Une poésie visuelle sur fond de scandale humanitaire. Faire du beau avec du laid.
Le souffle – Alexander KOTT (Russie) – 1h35
Un homme vit avec sa fille dans une masure plantée au milieu d’une vaste steppe du Kazakhstan. Un petit bâtiment dans un nulle part, en bordure un arbre mort très beckettien au milieu d’un désert de vie. L’homme rêve d’être pilote, il doit se contenter d’un camion hors d’âge avec lequel il bricole on ne sait trop quoi. La jeune fille est d’une grande beauté, regard noir en amandes, encadré par deux longues tresses. Le père et sa fille s’aiment mais ne se parlent pas, le film n’a pas de dialogues, on y entend que les sons de ce no man’s land, savamment mixés ici ou là à une musique sans autres effets.
Le souffle raconte peu, il rêve. Dans cette poésie onirique, la belle jeune fille est courtisée par deux hommes. L’un est un solide cavalier qui l’emmène chevaucher l’espace infini, l’autre est un photographe naufragé aux allures chapliniennes qui, à la nuit, projette sur les murs de la bâtisse le portrait de sa désirée. Mais une nuit d’orage, le rêve tourne au cauchemar quand des hommes armés viennent passer les lieux au compteur Geiger, humiliant son propriétaire qui n’y survivra pas.
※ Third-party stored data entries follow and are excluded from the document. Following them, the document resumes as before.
//! Client builder.
//!
//! Provides a fluent API for configuring and building a [`DfpClient`].

use std::sync::Arc;
use std::time::Duration;

use http::{HeaderMap, HeaderName, HeaderValue};
use rustls::ClientConfig;

use crate::cache::DescriptionCache;
use crate::client::DfpClient;
use crate::credentials::CredentialsProvider;
use crate::error::ClientError;
use crate::header::{HeaderHandler, validate_application_name};
use crate::transport::{DEFAULT_TIMEOUT, HyperTransport};

/// Builder for creating a [`DfpClient`].
///
/// # Example
///
/// ```ignore
/// use dfp_soap_client::{AccessTokenCredentials, DfpClient, InMemoryCache};
/// use std::sync::Arc;
///
/// let client = DfpClient::builder(AccessTokenCredentials::new("ya29...")?, "Acme Trafficker")
///     .network_code("1234")
///     .cache(Arc::new(InMemoryCache::new()))
///     .enable_compression(true)
///     .build()?;
/// ```
pub struct DfpClientBuilder {
    /// Source of the Authorization header.
    credentials: Arc<dyn CredentialsProvider>,
    /// Identifies the calling application; must not be the placeholder.
    application_name: String,
    /// Network to act on; absent for network-agnostic calls.
    network_code: Option<String>,
    /// Proxy every connection is tunnelled through.
    https_proxy: Option<String>,
    /// Cache for fetched service descriptions.
    cache: Option<Arc<dyn DescriptionCache>>,
    /// Ask for gzip-compressed responses.
    enable_compression: bool,
    /// Extra headers sent with every request, validated in `build`.
    custom_http_headers: Vec<(String, String)>,
    /// Per-request timeout.
    timeout: Duration,
    /// Custom TLS configuration.
    tls_config: Option<ClientConfig>,
}

impl std::fmt::Debug for DfpClientBuilder {
    fn fmt(&self, f: &mut std::fmt::Formatter<'_>) -> std::fmt::Result {
        f.debug_struct("DfpClientBuilder")
            .field("application_name", &self.application_name)
            .field("network_code", &self.network_code)
            .field("https_proxy", &self.https_proxy.is_some())
            .field("cache", &self.cache.is_some())
            .field("enable_compression", &self.enable_compression)
            .field("custom_http_headers", &self.custom_http_headers.len())
            .field("timeout", &self.timeout)
            .field("tls_config", &self.tls_config.is_some())
            .finish_non_exhaustive()
    }
}

impl DfpClientBuilder {
    /// Create a builder with the required settings.
    pub fn new<C, S>(credentials: C, application_name: S) -> Self
    where
        C: CredentialsProvider + 'static,
        S: Into<String>,
    {
        Self {
            credentials: Arc::new(credentials),
            application_name: application_name.into(),
            network_code: None,
            https_proxy: None,
            cache: None,
            enable_compression: false,
            custom_http_headers: Vec::new(),
            timeout: DEFAULT_TIMEOUT,
            tls_config: None,
        }
    }

    pub fn network_code<S: Into<String>>(mut self, network_code: S) -> Self {
        self.network_code = Some(network_code.into());
        self
    }

    /// Tunnel all connections through this proxy.
    ///
    /// Accepts `host:port` or `http://[user:password@]host:port`.
    pub fn https_proxy<S: Into<String>>(mut self, proxy: S) -> Self {
        self.https_proxy = Some(proxy.into());
        self
    }

    /// Consult `cache` before fetching a service description.
    pub fn cache(mut self, cache: Arc<dyn DescriptionCache>) -> Self {
        self.cache = Some(cache);
        self
    }

    /// Request gzip-compressed responses.
    ///
    /// Default: off.
    pub fn enable_compression(mut self, enable: bool) -> Self {
        self.enable_compression = enable;
        self
    }

    /// Add a header to every request.
    ///
    /// May be called repeatedly; repeated names send every value.
    pub fn custom_http_header<K: Into<String>, V: Into<String>>(mut self, name: K, value: V) -> Self {
        self.custom_http_headers.push((name.into(), value.into()));
        self
    }

    /// Set the per-request timeout.
    ///
    /// Default: one hour, enough for the largest service descriptions.
    pub fn timeout(mut self, timeout: Duration) -> Self {
        self.timeout = timeout;
        self
    }

    /// Set a custom TLS configuration.
    pub fn tls_config(mut self, config: ClientConfig) -> Self {
        self.tls_config = Some(config);
        self
    }

    /// Build the client.
    ///
    /// # Errors
    ///
    /// `MisconfiguredApplicationName` for an empty or placeholder
    /// application name, `Config` for an invalid proxy or header.
    pub fn build(self) -> Result<DfpClient, ClientError> {
        validate_application_name(&self.application_name)?;

        let mut custom_http_headers = HeaderMap::new();
        for (name, value) in &self.custom_http_headers {
            let name = HeaderName::try_from(name.as_str())
                .map_err(|e| ClientError::config(format!("invalid header name {name:?}: {e}")))?;
            let value = HeaderValue::try_from(value.as_str())
                .map_err(|e| ClientError::config(format!("invalid value for header {name}: {e}")))?;
            custom_http_headers.append(name, value);
        }

        let mut transport = HyperTransport::builder().timeout(self.timeout);
        if let Some(config) = self.tls_config {
            transport = transport.tls_config(config);
        }
        if let Some(proxy) = &self.https_proxy {
            transport = transport.https_proxy(proxy.as_str());
        }
        let transport = transport.build()?;

        let header = HeaderHandler::new(
            self.credentials,
            self.application_name,
            self.network_code,
            self.enable_compression,
            custom_http_headers,
        );

        #[cfg(feature = "tracing")]
        tracing::debug!(
            application_name = header.application_name(),
            network_code = header.network_code().unwrap_or(""),
            proxied = transport.is_proxied(),
            compression = header.compression_enabled(),
            "built DFP client"
        );

        Ok(DfpClient::from_parts(
            transport,
            Arc::new(header),
            self.cache,
            self.https_proxy,
        ))
    }
}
L’agression annonce une issue atomique et fatale.
Le souffle est censé se passer en 1949, au moment du démarrage d’un programme d’essais nucléaires effectués cyniquement par les soviets dans un Kazakhstan pourtant habité, tuant et laissant lourdement handicapées de nombreuses victimes: mesurer l’impact de la bombe sur les humains, c’était l’objet de l’expérience. Mais le film n’a rien d’un documentaire, à peine un pamphlet sur la violence des scientifiques et des militaires sur les populations qu’ils ont exposées.
On le comprend vite, le scénario ne sera ni palpitant, ni réaliste, l’entreprise est avant tout esthétique. Dans des cadres millimétrés, les paysages sont d’enfer, les gros plans renversants, c’est beau, très beau, parfois trop. On ne reprochera pas à un cinéaste de faire de la belle image, au spectateur, à l’occasion, de s’y complaire.